» BRIEF: Set the records down again. Match every line exactly.

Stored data
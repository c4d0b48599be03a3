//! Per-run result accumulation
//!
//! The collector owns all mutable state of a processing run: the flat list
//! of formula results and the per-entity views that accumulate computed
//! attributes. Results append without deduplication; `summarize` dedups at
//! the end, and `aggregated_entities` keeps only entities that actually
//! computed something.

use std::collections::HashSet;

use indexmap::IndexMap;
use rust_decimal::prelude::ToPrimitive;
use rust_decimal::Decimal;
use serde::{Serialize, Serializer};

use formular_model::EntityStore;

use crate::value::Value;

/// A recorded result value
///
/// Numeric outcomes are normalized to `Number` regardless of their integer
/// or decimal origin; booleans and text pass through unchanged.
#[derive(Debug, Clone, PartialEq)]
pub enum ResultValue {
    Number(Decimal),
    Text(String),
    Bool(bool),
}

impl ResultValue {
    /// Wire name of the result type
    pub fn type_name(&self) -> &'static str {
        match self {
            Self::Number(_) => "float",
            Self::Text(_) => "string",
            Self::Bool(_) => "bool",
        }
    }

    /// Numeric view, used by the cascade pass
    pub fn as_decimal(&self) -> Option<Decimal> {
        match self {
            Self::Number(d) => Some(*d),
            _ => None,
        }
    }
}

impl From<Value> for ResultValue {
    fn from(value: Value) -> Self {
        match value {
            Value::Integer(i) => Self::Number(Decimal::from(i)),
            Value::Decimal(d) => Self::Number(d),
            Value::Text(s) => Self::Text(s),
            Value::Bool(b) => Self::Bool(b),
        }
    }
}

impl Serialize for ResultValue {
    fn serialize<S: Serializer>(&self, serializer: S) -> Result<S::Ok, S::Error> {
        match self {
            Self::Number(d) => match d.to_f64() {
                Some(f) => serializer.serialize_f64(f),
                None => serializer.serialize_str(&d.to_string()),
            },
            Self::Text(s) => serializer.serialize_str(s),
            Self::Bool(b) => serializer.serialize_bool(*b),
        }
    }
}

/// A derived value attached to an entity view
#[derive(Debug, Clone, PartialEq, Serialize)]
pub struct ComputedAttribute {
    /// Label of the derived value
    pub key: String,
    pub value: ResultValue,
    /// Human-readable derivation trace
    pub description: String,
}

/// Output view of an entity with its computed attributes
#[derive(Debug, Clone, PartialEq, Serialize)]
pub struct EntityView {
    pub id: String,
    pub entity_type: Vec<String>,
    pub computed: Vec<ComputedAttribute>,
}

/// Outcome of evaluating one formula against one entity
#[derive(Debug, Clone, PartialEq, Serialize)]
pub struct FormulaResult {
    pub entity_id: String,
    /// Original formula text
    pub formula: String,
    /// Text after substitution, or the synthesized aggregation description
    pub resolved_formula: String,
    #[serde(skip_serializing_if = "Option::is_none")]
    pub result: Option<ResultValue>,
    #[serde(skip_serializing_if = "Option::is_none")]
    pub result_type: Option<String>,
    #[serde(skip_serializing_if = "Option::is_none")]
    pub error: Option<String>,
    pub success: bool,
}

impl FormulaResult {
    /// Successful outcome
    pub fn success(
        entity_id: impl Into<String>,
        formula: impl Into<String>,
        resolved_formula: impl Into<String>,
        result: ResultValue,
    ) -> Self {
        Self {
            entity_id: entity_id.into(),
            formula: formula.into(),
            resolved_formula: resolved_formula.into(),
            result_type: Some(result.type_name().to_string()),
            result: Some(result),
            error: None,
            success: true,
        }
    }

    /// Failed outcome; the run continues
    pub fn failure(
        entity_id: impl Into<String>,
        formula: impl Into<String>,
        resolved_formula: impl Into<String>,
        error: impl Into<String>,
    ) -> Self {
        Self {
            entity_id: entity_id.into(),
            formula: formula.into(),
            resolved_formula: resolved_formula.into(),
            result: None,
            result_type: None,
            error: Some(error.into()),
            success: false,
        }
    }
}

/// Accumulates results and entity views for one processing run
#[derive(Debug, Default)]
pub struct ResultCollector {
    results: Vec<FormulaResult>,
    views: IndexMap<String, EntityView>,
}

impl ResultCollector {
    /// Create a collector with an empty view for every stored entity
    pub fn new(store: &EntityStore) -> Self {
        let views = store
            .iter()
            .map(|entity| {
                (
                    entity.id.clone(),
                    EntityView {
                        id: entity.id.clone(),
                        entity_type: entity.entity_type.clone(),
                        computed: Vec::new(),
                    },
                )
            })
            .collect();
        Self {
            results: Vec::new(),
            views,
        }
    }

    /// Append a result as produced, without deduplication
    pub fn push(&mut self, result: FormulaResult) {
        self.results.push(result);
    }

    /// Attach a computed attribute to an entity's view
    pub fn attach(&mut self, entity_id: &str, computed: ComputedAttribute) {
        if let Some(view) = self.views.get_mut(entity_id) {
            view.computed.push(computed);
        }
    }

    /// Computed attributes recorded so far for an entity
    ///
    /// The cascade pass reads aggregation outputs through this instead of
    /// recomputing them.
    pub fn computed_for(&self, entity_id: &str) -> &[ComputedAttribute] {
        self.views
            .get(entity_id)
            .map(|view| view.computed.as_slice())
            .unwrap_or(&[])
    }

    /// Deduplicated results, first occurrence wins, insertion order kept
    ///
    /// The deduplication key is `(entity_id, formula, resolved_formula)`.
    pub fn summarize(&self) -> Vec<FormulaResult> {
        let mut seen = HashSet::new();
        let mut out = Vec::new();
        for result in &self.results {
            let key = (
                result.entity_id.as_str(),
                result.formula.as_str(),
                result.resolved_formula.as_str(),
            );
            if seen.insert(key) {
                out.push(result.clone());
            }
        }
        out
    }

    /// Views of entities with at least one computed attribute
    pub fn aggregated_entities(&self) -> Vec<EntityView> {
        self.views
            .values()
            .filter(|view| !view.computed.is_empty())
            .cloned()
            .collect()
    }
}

» ANSWER BOX:
repository c4d0b48599be03a3
//! Per-run result accumulation
//!
//! The collector owns all mutable state of a processing run: the flat list
//! of formula results and the per-entity views that accumulate computed
//! attributes. Results append without deduplication; `summarize` dedups at
//! the end, and `aggregated_entities` keeps only entities that actually
//! computed something.

use std::collections::HashSet;

use indexmap::IndexMap;
use rust_decimal::prelude::ToPrimitive;
use rust_decimal::Decimal;
use serde::{Serialize, Serializer};

use formular_model::EntityStore;

use crate::value::Value;

/// A recorded result value
///
/// Numeric outcomes are normalized to `Number` regardless of their integer
/// or decimal origin; booleans and text pass through unchanged.
#[derive(Debug, Clone, PartialEq)]
pub enum ResultValue {
    Number(Decimal),
    Text(String),
    Bool(bool),
}

impl ResultValue {
    /// Wire name of the result type
    pub fn type_name(&self) -> &'static str {
        match self {
            Self::Number(_) => "float",
            Self::Text(_) => "string",
            Self::Bool(_) => "bool",
        }
    }

    /// Numeric view, used by the cascade pass
    pub fn as_decimal(&self) -> Option<Decimal> {
        match self {
            Self::Number(d) => Some(*d),
            _ => None,
        }
    }
}

impl From<Value> for ResultValue {
    fn from(value: Value) -> Self {
        match value {
            Value::Integer(i) => Self::Number(Decimal::from(i)),
            Value::Decimal(d) => Self::Number(d),
            Value::Text(s) => Self::Text(s),
            Value::Bool(b) => Self::Bool(b),
        }
    }
}

impl Serialize for ResultValue {
    fn serialize<S: Serializer>(&self, serializer: S) -> Result<S::Ok, S::Error> {
        match self {
            Self::Number(d) => match d.to_f64() {
                Some(f) => serializer.serialize_f64(f),
                None => serializer.serialize_str(&d.to_string()),
            },
            Self::Text(s) => serializer.serialize_str(s),
            Self::Bool(b) => serializer.serialize_bool(*b),
        }
    }
}

/// A derived value attached to an entity view
#[derive(Debug, Clone, PartialEq, Serialize)]
pub struct ComputedAttribute {
    /// Label of the derived value
    pub key: String,
    pub value: ResultValue,
    /// Human-readable derivation trace
    pub description: String,
}

/// Output view of an entity with its computed attributes
#[derive(Debug, Clone, PartialEq, Serialize)]
pub struct EntityView {
    pub id: String,
    pub entity_type: Vec<String>,
    pub computed: Vec<ComputedAttribute>,
}

/// Outcome of evaluating one formula against one entity
#[derive(Debug, Clone, PartialEq, Serialize)]
pub struct FormulaResult {
    pub entity_id: String,
    /// Original formula text
    pub formula: String,
    /// Text after substitution, or the synthesized aggregation description
    pub resolved_formula: String,
    #[serde(skip_serializing_if = "Option::is_none")]
    pub result: Option<ResultValue>,
    #[serde(skip_serializing_if = "Option::is_none")]
    pub result_type: Option<String>,
    #[serde(skip_serializing_if = "Option::is_none")]
    pub error: Option<String>,
    pub success: bool,
}

impl FormulaResult {
    /// Successful outcome
    pub fn success(
        entity_id: impl Into<String>,
        formula: impl Into<String>,
        resolved_formula: impl Into<String>,
        result: ResultValue,
    ) -> Self {
        Self {
            entity_id: entity_id.into(),
            formula: formula.into(),
            resolved_formula: resolved_formula.into(),
            result_type: Some(result.type_name().to_string()),
            result: Some(result),
            error: None,
            success: true,
        }
    }

    /// Failed outcome; the run continues
    pub fn failure(
        entity_id: impl Into<String>,
        formula: impl Into<String>,
        resolved_formula: impl Into<String>,
        error: impl Into<String>,
    ) -> Self {
        Self {
            entity_id: entity_id.into(),
            formula: formula.into(),
            resolved_formula: resolved_formula.into(),
            result: None,
            result_type: None,
            error: Some(error.into()),
            success: false,
        }
    }
}

/// Accumulates results and entity views for one processing run
#[derive(Debug, Default)]
pub struct ResultCollector {
    results: Vec<FormulaResult>,
    views: IndexMap<String, EntityView>,
}

impl ResultCollector {
    /// Create a collector with an empty view for every stored entity
    pub fn new(store: &EntityStore) -> Self {
        let views = store
            .iter()
            .map(|entity| {
                (
                    entity.id.clone(),
                    EntityView {
                        id: entity.id.clone(),
                        entity_type: entity.entity_type.clone(),
                        computed: Vec::new(),
                    },
                )
            })
            .collect();
        Self {
            results: Vec::new(),
            views,
        }
    }

    /// Append a result as produced, without deduplication
    pub fn push(&mut self, result: FormulaResult) {
        self.results.push(result);
    }

    /// Attach a computed attribute to an entity's view
    pub fn attach(&mut self, entity_id: &str, computed: ComputedAttribute) {
        if let Some(view) = self.views.get_mut(entity_id) {
            view.computed.push(computed);
        }
    }

    /// Computed attributes recorded so far for an entity
    ///
    /// The cascade pass reads aggregation outputs through this instead of
    /// recomputing them.
    pub fn computed_for(&self, entity_id: &str) -> &[ComputedAttribute] {
        self.views
            .get(entity_id)
            .map(|view| view.computed.as_slice())
            .unwrap_or(&[])
    }

    /// Deduplicated results, first occurrence wins, insertion order kept
    ///
    /// The deduplication key is `(entity_id, formula, resolved_formula)`.
    pub fn summarize(&self) -> Vec<FormulaResult> {
        let mut seen = HashSet::new();
        let mut out = Vec::new();
        for result in &self.results {
            let key = (
                result.entity_id.as_str(),
                result.formula.as_str(),
                result.resolved_formula.as_str(),
            );
            if seen.insert(key) {
                out.push(result.clone());
            }
        }
        out
    }

    /// Views of entities with at least one computed attribute
    pub fn aggregated_entities(&self) -> Vec<EntityView> {
        self.views
            .values()
            .filter(|view| !view.computed.is_empty())
            .cloned()
            .collect()
    }
}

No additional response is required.